Problem to work on:
The answer must consist of the listing, reproduced exactly.

** Input for this task follows **

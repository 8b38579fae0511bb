//! HTTP servers running in background tasks.

use std::net::SocketAddr;
use std::time::Duration;

use axum::Router;
use tokio::net::TcpListener;
use tokio::task::JoinHandle;
use tokio_util::sync::CancellationToken;

/// An `axum` server bound to its own listener, stoppable from outside.
#[derive(Debug)]
pub(crate) struct BackgroundServer {
    addr: SocketAddr,
    cancel: CancellationToken,
    handle: JoinHandle<()>,
}

impl BackgroundServer {
    /// Serve `router` on `listener` until `cancel` fires.
    ///
    /// `on_error` runs if the accept loop dies on its own.
    pub(crate) fn spawn<F>(
        listener: TcpListener,
        router: Router,
        cancel: CancellationToken,
        on_error: F,
    ) -> std::io::Result<Self>
    where
        F: FnOnce(std::io::Error) + Send + 'static,
    {
        let addr = listener.local_addr()?;
        let signal = cancel.clone();

        let handle = tokio::spawn(async move {
            let result = axum::serve(listener, router)
                .with_graceful_shutdown(async move { signal.cancelled().await })
                .await;

            match result {
                Ok(()) => tracing::debug!("Server on {} stopped", addr),
                Err(e) => {
                    tracing::error!("Server on {} failed: {}", addr, e);
                    on_error(e);
                }
            }
        });

        Ok(Self {
            addr,
            cancel,
            handle,
        })
    }

    /// Address the listener is bound to.
    pub(crate) fn local_addr(&self) -> SocketAddr {
        self.addr
    }

    /// Stop accepting, let open requests drain for up to `timeout`, then
    /// abort whatever is left of the serve task.
    ///
    /// The listener is released as soon as the accept loop sees the signal.
    pub(crate) async fn shutdown(mut self, timeout: Duration) {
        self.cancel.cancel();

        if tokio::time::timeout(timeout, &mut self.handle).await.is_err() {
            tracing::warn!(
                "Server on {} did not drain within {:?}, forcing close",
                self.addr,
                timeout
            );
            self.handle.abort();
        }
    }
}
//! Raw TCP forwarder.

use std::net::SocketAddr;
use std::time::Duration;

use tokio::net::{TcpListener, TcpStream};
use tokio::task::JoinHandle;
use tokio_util::sync::CancellationToken;

use crate::error::{Error, Result};

/// Pause after a failed accept before trying again.
const ACCEPT_BACKOFF: Duration = Duration::from_millis(50);

/// Accepts connections on an ephemeral port and pipes each one to
/// `localhost:<target_port>`.
#[derive(Debug)]
pub struct TcpForwarder {
    local_addr: SocketAddr,
    cancel: CancellationToken,
    handle: JoinHandle<()>,
}

impl TcpForwarder {
    /// Bind `bind` and start forwarding to `target_port`.
    ///
    /// # Errors
    ///
    /// Returns [`Error::BindFailed`] if the listener cannot be bound.
    pub async fn start(bind: SocketAddr, target_port: u16) -> Result<Self> {
        let listener = TcpListener::bind(bind)
            .await
            .map_err(|e| Error::BindFailed {
                addr: bind,
                reason: e.to_string(),
            })?;
        let local_addr = listener.local_addr()?;
        let cancel = CancellationToken::new();

        let handle = tokio::spawn(accept_loop(listener, target_port, cancel.clone()));
        tracing::info!("Forwarding {} to localhost:{}", local_addr, target_port);

        Ok(Self {
            local_addr,
            cancel,
            handle,
        })
    }

    /// Address inbound peers connect to.
    pub fn local_addr(&self) -> SocketAddr {
        self.local_addr
    }

    /// Stop accepting and close the listener.
    ///
    /// Connections already being piped run until either side closes.
    pub async fn stop(self) {
        self.cancel.cancel();
        if let Err(e) = self.handle.await {
            tracing::warn!("Forwarder task ended abnormally: {}", e);
        }
        tracing::info!("Stopped forwarding {}", self.local_addr);
    }
}

async fn accept_loop(listener: TcpListener, target_port: u16, cancel: CancellationToken) {
    loop {
        tokio::select! {
            () = cancel.cancelled() => break,
            accepted = listener.accept() => match accepted {
                Ok((inbound, peer)) => {
                    tracing::debug!("Forwarding connection from {}", peer);
                    tokio::spawn(pipe(inbound, target_port));
                }
                Err(e) => {
                    tracing::warn!("Accept failed: {}", e);
                    tokio::time::sleep(ACCEPT_BACKOFF).await;
                }
            },
        }
    }
}

async fn pipe(mut inbound: TcpStream, target_port: u16) {
    let mut outbound = match TcpStream::connect(("localhost", target_port)).await {
        Ok(stream) => stream,
        Err(e) => {
            tracing::warn!("Failed to reach localhost:{}: {}", target_port, e);
            return;
        }
    };

    match tokio::io::copy_bidirectional(&mut inbound, &mut outbound).await {
        Ok((up, down)) => tracing::debug!("Connection closed ({} bytes up, {} down)", up, down),
        Err(e) => tracing::debug!("Connection ended: {}", e),
    }
}

#[cfg(test)]
mod tests {
    use tokio::io::{AsyncReadExt, AsyncWriteExt};

    use super::*;

    async fn echo_server() -> (u16, JoinHandle<()>) {
        let listener = TcpListener::bind("127.0.0.1:0").await.unwrap();
        let port = listener.local_addr().unwrap().port();
        let handle = tokio::spawn(async move {
            loop {
                let Ok((mut stream, _)) = listener.accept().await else {
                    break;
                };
                tokio::spawn(async move {
                    let (mut reader, mut writer) = stream.split();
                    let _ = tokio::io::copy(&mut reader, &mut writer).await;
                });
            }
        });
        (port, handle)
    }

    #[tokio::test]
    async fn test_forwards_bytes_both_ways() {
        let (port, echo) = echo_server().await;
        let forwarder = TcpForwarder::start("127.0.0.1:0".parse().unwrap(), port)
            .await
            .unwrap();

        let mut first = TcpStream::connect(forwarder.local_addr()).await.unwrap();
        let mut second = TcpStream::connect(forwarder.local_addr()).await.unwrap();

        first.write_all(b"ping").await.unwrap();
        second.write_all(b"pong!").await.unwrap();

        let mut buf = [0u8; 4];
        first.read_exact(&mut buf).await.unwrap();
        assert_eq!(&buf, b"ping");

        let mut buf = [0u8; 5];
        second.read_exact(&mut buf).await.unwrap();
        assert_eq!(&buf, b"pong!");

        drop(first);
        second.write_all(b"more").await.unwrap();
        let mut buf = [0u8; 4];
        second.read_exact(&mut buf).await.unwrap();
        assert_eq!(&buf, b"more");

        forwarder.stop().await;
        echo.abort();
    }

    #[tokio::test]
    async fn test_stop_closes_listener() {
        let (port, echo) = echo_server().await;
        let forwarder = TcpForwarder::start("127.0.0.1:0".parse().unwrap(), port)
            .await
            .unwrap();
        let addr = forwarder.local_addr();

        forwarder.stop().await;
        assert!(TcpStream::connect(addr).await.is_err());
        echo.abort();
    }
}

** End of Input for this task **

Answer below:
repository 8b38579fae0511bb
//! HTTP servers running in background tasks.

use std::net::SocketAddr;
use std::time::Duration;

use axum::Router;
use tokio::net::TcpListener;
use tokio::task::JoinHandle;
use tokio_util::sync::CancellationToken;

/// An `axum` server bound to its own listener, stoppable from outside.
#[derive(Debug)]
pub(crate) struct BackgroundServer {
    addr: SocketAddr,
    cancel: CancellationToken,
    handle: JoinHandle<()>,
}

impl BackgroundServer {
    /// Serve `router` on `listener` until `cancel` fires.
    ///
    /// `on_error` runs if the accept loop dies on its own.
    pub(crate) fn spawn<F>(
        listener: TcpListener,
        router: Router,
        cancel: CancellationToken,
        on_error: F,
    ) -> std::io::Result<Self>
    where
        F: FnOnce(std::io::Error) + Send + 'static,
    {
        let addr = listener.local_addr()?;
        let signal = cancel.clone();

        let handle = tokio::spawn(async move {
            let result = axum::serve(listener, router)
                .with_graceful_shutdown(async move { signal.cancelled().await })
                .await;

            match result {
                Ok(()) => tracing::debug!("Server on {} stopped", addr),
                Err(e) => {
                    tracing::error!("Server on {} failed: {}", addr, e);
                    on_error(e);
                }
            }
        });

        Ok(Self {
            addr,
            cancel,
            handle,
        })
    }

    /// Address the listener is bound to.
    pub(crate) fn local_addr(&self) -> SocketAddr {
        self.addr
    }

    /// Stop accepting, let open requests drain for up to `timeout`, then
    /// abort whatever is left of the serve task.
    ///
    /// The listener is released as soon as the accept loop sees the signal.
    pub(crate) async fn shutdown(mut self, timeout: Duration) {
        self.cancel.cancel();

        if tokio::time::timeout(timeout, &mut self.handle).await.is_err() {
            tracing::warn!(
                "Server on {} did not drain within {:?}, forcing close",
                self.addr,
                timeout
            );
            self.handle.abort();
        }
    }
}
//! Raw TCP forwarder.

use std::net::SocketAddr;
use std::time::Duration;

use tokio::net::{TcpListener, TcpStream};
use tokio::task::JoinHandle;
use tokio_util::sync::CancellationToken;

use crate::error::{Error, Result};

/// Pause after a failed accept before trying again.
const ACCEPT_BACKOFF: Duration = Duration::from_millis(50);

/// Accepts connections on an ephemeral port and pipes each one to
/// `localhost:<target_port>`.
#[derive(Debug)]
pub struct TcpForwarder {
    local_addr: SocketAddr,
    cancel: CancellationToken,
    handle: JoinHandle<()>,
}

impl TcpForwarder {
    /// Bind `bind` and start forwarding to `target_port`.
    ///
    /// # Errors
    ///
    /// Returns [`Error::BindFailed`] if the listener cannot be bound.
    pub async fn start(bind: SocketAddr, target_port: u16) -> Result<Self> {
        let listener = TcpListener::bind(bind)
            .await
            .map_err(|e| Error::BindFailed {
                addr: bind,
                reason: e.to_string(),
            })?;
        let local_addr = listener.local_addr()?;
        let cancel = CancellationToken::new();

        let handle = tokio::spawn(accept_loop(listener, target_port, cancel.clone()));
        tracing::info!("Forwarding {} to localhost:{}", local_addr, target_port);

        Ok(Self {
            local_addr,
            cancel,
            handle,
        })
    }

    /// Address inbound peers connect to.
    pub fn local_addr(&self) -> SocketAddr {
        self.local_addr
    }

    /// Stop accepting and close the listener.
    ///
    /// Connections already being piped run until either side closes.
    pub async fn stop(self) {
        self.cancel.cancel();
        if let Err(e) = self.handle.await {
            tracing::warn!("Forwarder task ended abnormally: {}", e);
        }
        tracing::info!("Stopped forwarding {}", self.local_addr);
    }
}

async fn accept_loop(listener: TcpListener, target_port: u16, cancel: CancellationToken) {
    loop {
        tokio::select! {
            () = cancel.cancelled() => break,
            accepted = listener.accept() => match accepted {
                Ok((inbound, peer)) => {
                    tracing::debug!("Forwarding connection from {}", peer);
                    tokio::spawn(pipe(inbound, target_port));
                }
                Err(e) => {
                    tracing::warn!("Accept failed: {}", e);
                    tokio::time::sleep(ACCEPT_BACKOFF).await;
                }
            },
        }
    }
}

async fn pipe(mut inbound: TcpStream, target_port: u16) {
    let mut outbound = match TcpStream::connect(("localhost", target_port)).await {
        Ok(stream) => stream,
        Err(e) => {
            tracing::warn!("Failed to reach localhost:{}: {}", target_port, e);
            return;
        }
    };

    match tokio::io::copy_bidirectional(&mut inbound, &mut outbound).await {
        Ok((up, down)) => tracing::debug!("Connection closed ({} bytes up, {} down)", up, down),
        Err(e) => tracing::debug!("Connection ended: {}", e),
    }
}

#[cfg(test)]
mod tests {
    use tokio::io::{AsyncReadExt, AsyncWriteExt};

    use super::*;

    async fn echo_server() -> (u16, JoinHandle<()>) {
        let listener = TcpListener::bind("127.0.0.1:0").await.unwrap();
        let port = listener.local_addr().unwrap().port();
        let handle = tokio::spawn(async move {
            loop {
                let Ok((mut stream, _)) = listener.accept().await else {
                    break;
                };
                tokio::spawn(async move {
                    let (mut reader, mut writer) = stream.split();
                    let _ = tokio::io::copy(&mut reader, &mut writer).await;
                });
            }
        });
        (port, handle)
    }

    #[tokio::test]
    async fn test_forwards_bytes_both_ways() {
        let (port, echo) = echo_server().await;
        let forwarder = TcpForwarder::start("127.0.0.1:0".parse().unwrap(), port)
            .await
            .unwrap();

        let mut first = TcpStream::connect(forwarder.local_addr()).await.unwrap();
        let mut second = TcpStream::connect(forwarder.local_addr()).await.unwrap();

        first.write_all(b"ping").await.unwrap();
        second.write_all(b"pong!").await.unwrap();

        let mut buf = [0u8; 4];
        first.read_exact(&mut buf).await.unwrap();
        assert_eq!(&buf, b"ping");

        let mut buf = [0u8; 5];
        second.read_exact(&mut buf).await.unwrap();
        assert_eq!(&buf, b"pong!");

        drop(first);
        second.write_all(b"more").await.unwrap();
        let mut buf = [0u8; 4];
        second.read_exact(&mut buf).await.unwrap();
        assert_eq!(&buf, b"more");

        forwarder.stop().await;
        echo.abort();
    }

    #[tokio::test]
    async fn test_stop_closes_listener() {
        let (port, echo) = echo_server().await;
        let forwarder = TcpForwarder::start("127.0.0.1:0".parse().unwrap(), port)
            .await
            .unwrap();
        let addr = forwarder.local_addr();

        forwarder.stop().await;
        assert!(TcpStream::connect(addr).await.is_err());
        echo.abort();
    }
}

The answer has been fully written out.